ACTION ITEM: In the entries below, find every line with the string "starting" and copy it.

------------------------------------------------

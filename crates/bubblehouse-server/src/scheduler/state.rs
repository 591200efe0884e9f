//! Registration bookkeeping for the sync scheduler.
//!
//! Pure state: the owning [`super::SyncScheduler`] holds it behind a lock
//! and only changes it through these operations, after the job store has
//! accepted or dropped the corresponding job.

use serde::Serialize;
use uuid::Uuid;

#[derive(Debug, Clone, Copy, PartialEq, Eq, Serialize)]
#[serde(rename_all = "snake_case")]
pub enum SchedulerPhase {
    Unscheduled,
    Scheduled,
}

#[derive(Debug, Default, Clone, PartialEq, Eq)]
pub struct SchedulerState {
    periodic_job: Option<Uuid>,
    pending_manual_job: Option<Uuid>,
}

impl SchedulerState {
    #[must_use]
    pub fn phase(&self) -> SchedulerPhase {
        if self.periodic_job.is_some() {
            SchedulerPhase::Scheduled
        } else {
            SchedulerPhase::Unscheduled
        }
    }

    #[must_use]
    pub fn periodic_armed(&self) -> bool {
        self.periodic_job.is_some()
    }

    #[must_use]
    pub fn pending_manual_run(&self) -> bool {
        self.pending_manual_job.is_some()
    }

    /// Records the periodic job. Returns `false` if one is already armed, in
    /// which case nothing changes.
    pub fn record_periodic(&mut self, job_id: Uuid) -> bool {
        if self.periodic_job.is_some() {
            return false;
        }
        self.periodic_job = Some(job_id);
        true
    }

    /// Records a queued manual run. Returns `false` if one is already
    /// pending, in which case nothing changes.
    pub fn record_manual(&mut self, job_id: Uuid) -> bool {
        if self.pending_manual_job.is_some() {
            return false;
        }
        self.pending_manual_job = Some(job_id);
        true
    }

    /// Marks the manual run `job_id` as started, so a new trigger can queue
    /// another. Ignores ids that are not the pending run.
    pub fn begin_manual(&mut self, job_id: Uuid) {
        if self.pending_manual_job == Some(job_id) {
            self.pending_manual_job = None;
        }
    }

    /// Clears every registration and returns the job ids to drop.
    pub fn teardown(&mut self) -> Vec<Uuid> {
        self.periodic_job
            .take()
            .into_iter()
            .chain(self.pending_manual_job.take())
            .collect()
    }
}
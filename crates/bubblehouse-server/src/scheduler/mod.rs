//! Background sync scheduling.
//!
//! Wraps a [`JobScheduler`] with one periodic sync job and at most one
//! queued manual run. Both kinds of job call [`SyncRunner::run_cycle`],
//! which serializes cycles, so a manual run that overlaps the periodic one
//! waits for it instead of delivering concurrently.

mod state;

use std::sync::Arc;
use std::time::Duration;

use bubblehouse_catalog::CatalogSource;
use bubblehouse_sync::SyncRunner;
use serde::Serialize;
use tokio::sync::Mutex;
use tokio_cron_scheduler::{Job, JobScheduler, JobSchedulerError};

pub use state::{SchedulerPhase, SchedulerState};

#[derive(Debug, Clone, Copy, PartialEq, Eq)]
pub enum ArmResult {
    Armed,
    AlreadyArmed,
}

#[derive(Debug, Clone, Copy, PartialEq, Eq)]
pub enum TriggerResult {
    Enqueued,
    AlreadyPending,
}

/// Point-in-time view of the registrations.
#[derive(Debug, Clone, Copy, PartialEq, Eq, Serialize)]
pub struct SchedulerSnapshot {
    pub phase: SchedulerPhase,
    pub periodic_armed: bool,
    pub pending_manual_run: bool,
    pub interval_secs: u64,
}

pub struct SyncScheduler<S> {
    jobs: JobScheduler,
    runner: Arc<SyncRunner<S>>,
    interval: Duration,
    // Held across every check-then-register so two callers cannot both arm.
    state: Arc<Mutex<SchedulerState>>,
}

impl<S: CatalogSource + 'static> SyncScheduler<S> {
    /// Creates the scheduler without starting it.
    ///
    /// # Errors
    ///
    /// Returns [`JobSchedulerError`] if the job store cannot be initialised.
    pub async fn new(runner: Arc<SyncRunner<S>>, interval: Duration) -> Result<Self, JobSchedulerError> {
        Ok(Self {
            jobs: JobScheduler::new().await?,
            runner,
            interval,
            state: Arc::new(Mutex::new(SchedulerState::default())),
        })
    }

    /// Starts ticking; jobs registered before or after this call run on time.
    ///
    /// # Errors
    ///
    /// Returns [`JobSchedulerError`] if the scheduler fails to start.
    pub async fn start(&self) -> Result<(), JobSchedulerError> {
        self.jobs.start().await
    }

    #[must_use]
    pub fn runner(&self) -> &Arc<SyncRunner<S>> {
        &self.runner
    }

    pub async fn snapshot(&self) -> SchedulerSnapshot {
        let state = self.state.lock().await;
        SchedulerSnapshot {
            phase: state.phase(),
            periodic_armed: state.periodic_armed(),
            pending_manual_run: state.pending_manual_run(),
            interval_secs: self.interval.as_secs(),
        }
    }

    /// Registers the periodic sync job unless one is already armed.
    ///
    /// # Errors
    ///
    /// Returns [`JobSchedulerError`] if the job cannot be created or added;
    /// the state is left unarmed in that case.
    pub async fn arm(&self) -> Result<ArmResult, JobSchedulerError> {
        let mut state = self.state.lock().await;
        if state.periodic_armed() {
            tracing::debug!("scheduler: periodic sync already armed");
            return Ok(ArmResult::AlreadyArmed);
        }

        let runner = Arc::clone(&self.runner);
        let job = Job::new_repeated_async(self.interval, move |_uuid, _lock| {
            let runner = Arc::clone(&runner);
            Box::pin(async move {
                tracing::info!("scheduler: starting periodic sync run");
                let outcome = runner.run_cycle().await;
                tracing::info!(delivered = outcome.is_delivered(), "scheduler: periodic sync run complete");
            })
        })?;

        let job_id = self.jobs.add(job).await?;
        state.record_periodic(job_id);
        tracing::info!(
            interval_secs = self.interval.as_secs(),
            "scheduler: registered periodic sync job"
        );
        Ok(ArmResult::Armed)
    }

    /// Queues an immediate one-off sync unless one is already pending.
    ///
    /// Works whether or not the periodic job is armed and never changes it.
    ///
    /// # Errors
    ///
    /// Returns [`JobSchedulerError`] if the job cannot be created or added.
    pub async fn trigger(&self) -> Result<TriggerResult, JobSchedulerError> {
        let mut state = self.state.lock().await;
        if state.pending_manual_run() {
            tracing::info!("scheduler: manual sync already pending");
            return Ok(TriggerResult::AlreadyPending);
        }

        let runner = Arc::clone(&self.runner);
        let registry = Arc::clone(&self.state);
        let job = Job::new_one_shot_async(Duration::ZERO, move |job_id, _lock| {
            let runner = Arc::clone(&runner);
            let registry = Arc::clone(&registry);
            Box::pin(async move {
                registry.lock().await.begin_manual(job_id);
                tracing::info!("scheduler: starting manual sync run");
                let outcome = runner.run_cycle().await;
                tracing::info!(delivered = outcome.is_delivered(), "scheduler: manual sync run complete");
            })
        })?;

        let job_id = self.jobs.add(job).await?;
        state.record_manual(job_id);
        tracing::info!("scheduler: manual sync enqueued");
        Ok(TriggerResult::Enqueued)
    }

    /// Drops the periodic job and any pending manual run.
    ///
    /// A cycle already running is not interrupted.
    pub async fn teardown(&self) {
        let mut state = self.state.lock().await;
        for job_id in state.teardown() {
            if let Err(e) = self.jobs.remove(&job_id).await {
                tracing::warn!(%job_id, error = %e, "scheduler: failed to remove job");
            }
        }
        tracing::info!("scheduler: sync jobs cleared");
    }

    /// Tears down and stops the underlying job scheduler.
    pub async fn shutdown(&self) {
        self.teardown().await;
        let mut jobs = self.jobs.clone();
        if let Err(e) = jobs.shutdown().await {
            tracing::warn!(error = %e, "scheduler: shutdown failed");
        }
    }
}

------------------------------------------------

RESULT FOR THIS EXERCISE:
    /// Creates the scheduler without starting it.
                tracing::info!("scheduler: starting periodic sync run");
                tracing::info!("scheduler: starting manual sync run");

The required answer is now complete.